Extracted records
☆ ☆ ☆ ☆ ☆ ☆ ☆
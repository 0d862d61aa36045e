use gpui::{px, Bounds, Point, Size};
use gpui_grid::{
    Axis, Grid, GridAddress, GridConfig, GridError, ResizeController, ResizeSession, TrackSize,
    TrackSpec,
};

fn grid(rows: usize, columns: usize) -> Grid {
    Grid::new(GridConfig {
        rows: TrackSpec::Count(rows),
        columns: TrackSpec::Count(columns),
        ..GridConfig::default()
    })
}

fn ids(grid: &Grid) -> Vec<u64> {
    grid.cells().map(|cell| cell.id.raw()).collect()
}

fn id_at(grid: &Grid, row: usize, column: usize) -> u64 {
    grid.cell_at(GridAddress::new(row, column)).unwrap().id.raw()
}

fn session_on(grid: &Grid, axis: Axis, anchor_address: GridAddress) -> ResizeSession {
    let anchor = grid.cell_at(anchor_address).unwrap().id;
    let bounds = Bounds {
        origin: Point {
            x: px(0.0),
            y: px(0.0),
        },
        size: Size {
            width: px(100.0),
            height: px(100.0),
        },
    };
    let tracks = grid.tracks(axis);
    ResizeController::begin(
        axis,
        anchor,
        Point {
            x: px(100.0),
            y: px(100.0),
        },
        bounds,
        (tracks.get(0).unwrap(), tracks.get(1).unwrap()),
        tracks.snapshot(),
    )
}

#[test]
fn test_new_grid_is_row_major_with_fresh_ids() {
    let grid = grid(2, 3);
    assert_eq!(grid.row_count(), 2);
    assert_eq!(grid.column_count(), 3);
    assert_eq!(grid.cell_count(), 6);
    assert_eq!(ids(&grid), vec![0, 1, 2, 3, 4, 5]);
    assert_eq!(id_at(&grid, 1, 0), 3);
}

#[test]
fn test_round_trip_scenario() {
    // 2 columns x 2 rows, then addColumn(0) and addRow(1) -> a 3x3 grid.
    let mut grid = grid(2, 2);
    let original = ids(&grid);
    assert_eq!(original, vec![0, 1, 2, 3]);

    let column_cells = grid.add_column(0, TrackSize::fr(1.0)).unwrap();
    assert_eq!(column_cells.len(), 2);
    assert_eq!(ids(&grid), vec![4, 0, 1, 5, 2, 3]);

    let row_cells = grid.add_row(1, TrackSize::fr(1.0)).unwrap();
    assert_eq!(row_cells.len(), 3);
    assert_eq!(grid.row_count(), 3);
    assert_eq!(grid.column_count(), 3);
    assert_eq!(ids(&grid), vec![4, 0, 1, 6, 7, 8, 5, 2, 3]);

    // The original four cells retain their identities at shifted addresses.
    assert_eq!(id_at(&grid, 0, 1), 0);
    assert_eq!(id_at(&grid, 0, 2), 1);
    assert_eq!(id_at(&grid, 2, 1), 2);
    assert_eq!(id_at(&grid, 2, 2), 3);

    // Every newly created cell is distinct and freshly identified.
    let mut fresh: Vec<u64> = column_cells
        .iter()
        .chain(row_cells.iter())
        .map(|id| id.raw())
        .collect();
    fresh.sort_unstable();
    fresh.dedup();
    assert_eq!(fresh.len(), column_cells.len() + row_cells.len());
    assert!(fresh.iter().all(|id| !original.contains(id)));
}

#[test]
fn test_removal_scenario() {
    let mut grid = grid(2, 2);
    grid.add_column(0, TrackSize::fr(1.0)).unwrap();
    grid.add_row(1, TrackSize::fr(1.0)).unwrap();

    // The middle row sits at row-major positions [3, 4, 5].
    let doomed: Vec<u64> = ids(&grid)[3..6].to_vec();
    assert_eq!(doomed, vec![6, 7, 8]);

    grid.remove_row(1).unwrap();
    assert_eq!(grid.row_count(), 2);
    assert_eq!(grid.column_count(), 3);
    let remaining = ids(&grid);
    assert_eq!(remaining, vec![4, 0, 1, 5, 2, 3]);
    assert!(doomed.iter().all(|id| !remaining.contains(id)));
}

#[test]
fn test_shape_invariant_across_mutation_sequence() {
    let mut grid = grid(2, 2);
    let check = |grid: &Grid| {
        assert_eq!(grid.cell_count(), grid.row_count() * grid.column_count());
    };

    grid.add_row(0, TrackSize::fr(2.0)).unwrap();
    check(&grid);
    grid.add_column(2, TrackSize::fr(0.5)).unwrap();
    check(&grid);
    grid.remove_column(0).unwrap();
    check(&grid);
    grid.add_row(3, TrackSize::fr(1.0)).unwrap();
    check(&grid);
    grid.remove_row(1).unwrap();
    check(&grid);
    grid.remove_row(0).unwrap();
    check(&grid);
    grid.add_column(1, TrackSize::fr(1.0)).unwrap();
    check(&grid);
}

#[test]
fn test_identity_monotonicity() {
    let mut grid = grid(2, 2);
    let mut seen: Vec<u64> = ids(&grid);

    for step in 0..4 {
        let created = if step % 2 == 0 {
            grid.add_row(step, TrackSize::fr(1.0)).unwrap()
        } else {
            grid.add_column(0, TrackSize::fr(1.0)).unwrap()
        };
        for id in created {
            // Strictly increasing issuance, no reuse ever.
            assert!(seen.iter().all(|&old| id.raw() > old));
            seen.push(id.raw());
        }
        if step == 2 {
            grid.remove_row(0).unwrap();
        }
    }

    let mut deduped = seen.clone();
    deduped.sort_unstable();
    deduped.dedup();
    assert_eq!(deduped.len(), seen.len());
}

#[test]
fn test_insertion_preserves_existing_addresses() {
    let mut grid = grid(2, 2);
    let top = [id_at(&grid, 0, 0), id_at(&grid, 0, 1)];
    let bottom = [id_at(&grid, 1, 0), id_at(&grid, 1, 1)];

    grid.add_row(1, TrackSize::fr(1.0)).unwrap();

    // Rows before the insertion point keep both identity and address; rows
    // after it keep identity at an address shifted by one.
    assert_eq!([id_at(&grid, 0, 0), id_at(&grid, 0, 1)], top);
    assert_eq!([id_at(&grid, 2, 0), id_at(&grid, 2, 1)], bottom);
}

#[test]
fn test_add_out_of_range_leaves_grid_untouched() {
    let mut grid = grid(2, 2);
    let before = ids(&grid);

    assert_eq!(
        grid.add_row(5, TrackSize::fr(1.0)),
        Err(GridError::IndexOutOfRange {
            axis: Axis::Row,
            index: 5,
            len: 2
        })
    );
    assert_eq!(
        grid.add_column(3, TrackSize::fr(1.0)),
        Err(GridError::IndexOutOfRange {
            axis: Axis::Column,
            index: 3,
            len: 2
        })
    );
    assert_eq!(ids(&grid), before);
    assert_eq!(grid.row_count(), 2);
    assert_eq!(grid.column_count(), 2);
}

#[test]
fn test_remove_out_of_range() {
    let mut grid = grid(2, 2);
    assert!(grid.remove_row(2).is_err());
    assert!(grid.remove_column(2).is_err());
    assert_eq!(grid.cell_count(), 4);
}

#[test]
fn test_axis_floor_rule() {
    // The last track of an axis may not be removed while the other axis
    // still has tracks.
    let mut one_row = grid(1, 2);
    assert!(one_row.remove_row(0).is_err());
    one_row.remove_column(0).unwrap();
    assert!(one_row.remove_column(0).is_err());

    let mut one_cell = grid(1, 1);
    assert!(one_cell.remove_row(0).is_err());
    assert!(one_cell.remove_column(0).is_err());
}

#[test]
fn test_empty_grid_growth() {
    let mut grid = grid(0, 0);
    assert_eq!(grid.cell_count(), 0);

    assert_eq!(grid.add_row(0, TrackSize::fr(1.0)), Ok(vec![]));
    assert_eq!(grid.cell_count(), 0);

    let created = grid.add_column(0, TrackSize::fr(1.0)).unwrap();
    assert_eq!(created.len(), 1);
    assert_eq!(grid.cell_count(), 1);
    assert_eq!(grid.cell_count(), grid.row_count() * grid.column_count());
}

#[test]
fn test_set_track_pair() {
    let mut grid = grid(2, 2);
    grid.set_track_pair(Axis::Column, 0, TrackSize::fr(0.5), TrackSize::fr(1.5))
        .unwrap();
    assert_eq!(
        grid.columns().sizes(),
        &[TrackSize::fr(0.5), TrackSize::fr(1.5)]
    );

    // The pair must fit entirely; nothing is written otherwise.
    assert!(grid
        .set_track_pair(Axis::Column, 1, TrackSize::fr(1.0), TrackSize::fr(1.0))
        .is_err());
    assert_eq!(
        grid.columns().sizes(),
        &[TrackSize::fr(0.5), TrackSize::fr(1.5)]
    );
}

#[test]
fn test_first_resize_session_wins() {
    let mut grid = grid(2, 2);
    let first = session_on(&grid, Axis::Column, GridAddress::new(0, 0));
    let second = session_on(&grid, Axis::Row, GridAddress::new(0, 1));
    let anchor = first.anchor;

    grid.begin_resize(first);
    grid.begin_resize(second);
    let active = grid.resize_session().unwrap();
    assert_eq!(active.anchor, anchor);
    assert_eq!(active.axis, Axis::Column);
}

#[test]
fn test_same_axis_mutation_invalidates_session() {
    let mut grid = grid(3, 3);
    grid.begin_resize(session_on(&grid, Axis::Row, GridAddress::new(0, 0)));
    grid.add_row(0, TrackSize::fr(1.0)).unwrap();
    assert!(grid.resize_session().is_none());

    grid.begin_resize(session_on(&grid, Axis::Column, GridAddress::new(0, 0)));
    grid.remove_column(2).unwrap();
    assert!(grid.resize_session().is_none());
}

#[test]
fn test_cross_axis_mutation_keeps_session() {
    let mut grid = grid(3, 3);
    grid.begin_resize(session_on(&grid, Axis::Row, GridAddress::new(0, 0)));
    let anchor = grid.resize_session().unwrap().anchor;

    grid.add_column(0, TrackSize::fr(1.0)).unwrap();
    let session = grid.resize_session().expect("session should survive");
    assert_eq!(session.anchor, anchor);

    // The anchor still resolves, one column over.
    assert_eq!(grid.address_of(anchor), Some(GridAddress::new(0, 1)));
}

#[test]
fn test_end_resize() {
    let mut grid = grid(2, 2);
    grid.begin_resize(session_on(&grid, Axis::Column, GridAddress::new(0, 0)));
    assert!(grid.resize_session().is_some());
    grid.end_resize();
    assert!(grid.resize_session().is_none());
}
☆ ☆ ☆ ☆ ☆ ☆ ☆
=== WHAT THE EXERCISE ASKS ===
Every line from the line containing "assert_eq!(grid.row_count(), 3);" through the line containing "assert_eq!(doomed, vec![6, 7, 8]);" in the records above must be retyped exactly. Leave out the rest.

=== WRITTEN RESPONSE ===
    assert_eq!(grid.row_count(), 3);
    assert_eq!(grid.column_count(), 3);
    assert_eq!(ids(&grid), vec![4, 0, 1, 6, 7, 8, 5, 2, 3]);

    // The original four cells retain their identities at shifted addresses.
    assert_eq!(id_at(&grid, 0, 1), 0);
    assert_eq!(id_at(&grid, 0, 2), 1);
    assert_eq!(id_at(&grid, 2, 1), 2);
    assert_eq!(id_at(&grid, 2, 2), 3);

    // Every newly created cell is distinct and freshly identified.
    let mut fresh: Vec<u64> = column_cells
        .iter()
        .chain(row_cells.iter())
        .map(|id| id.raw())
        .collect();
    fresh.sort_unstable();
    fresh.dedup();
    assert_eq!(fresh.len(), column_cells.len() + row_cells.len());
    assert!(fresh.iter().all(|id| !original.contains(id)));
}

#[test]
fn test_removal_scenario() {
    let mut grid = grid(2, 2);
    grid.add_column(0, TrackSize::fr(1.0)).unwrap();
    grid.add_row(1, TrackSize::fr(1.0)).unwrap();

    // The middle row sits at row-major positions [3, 4, 5].
    let doomed: Vec<u64> = ids(&grid)[3..6].to_vec();
    assert_eq!(doomed, vec![6, 7, 8]);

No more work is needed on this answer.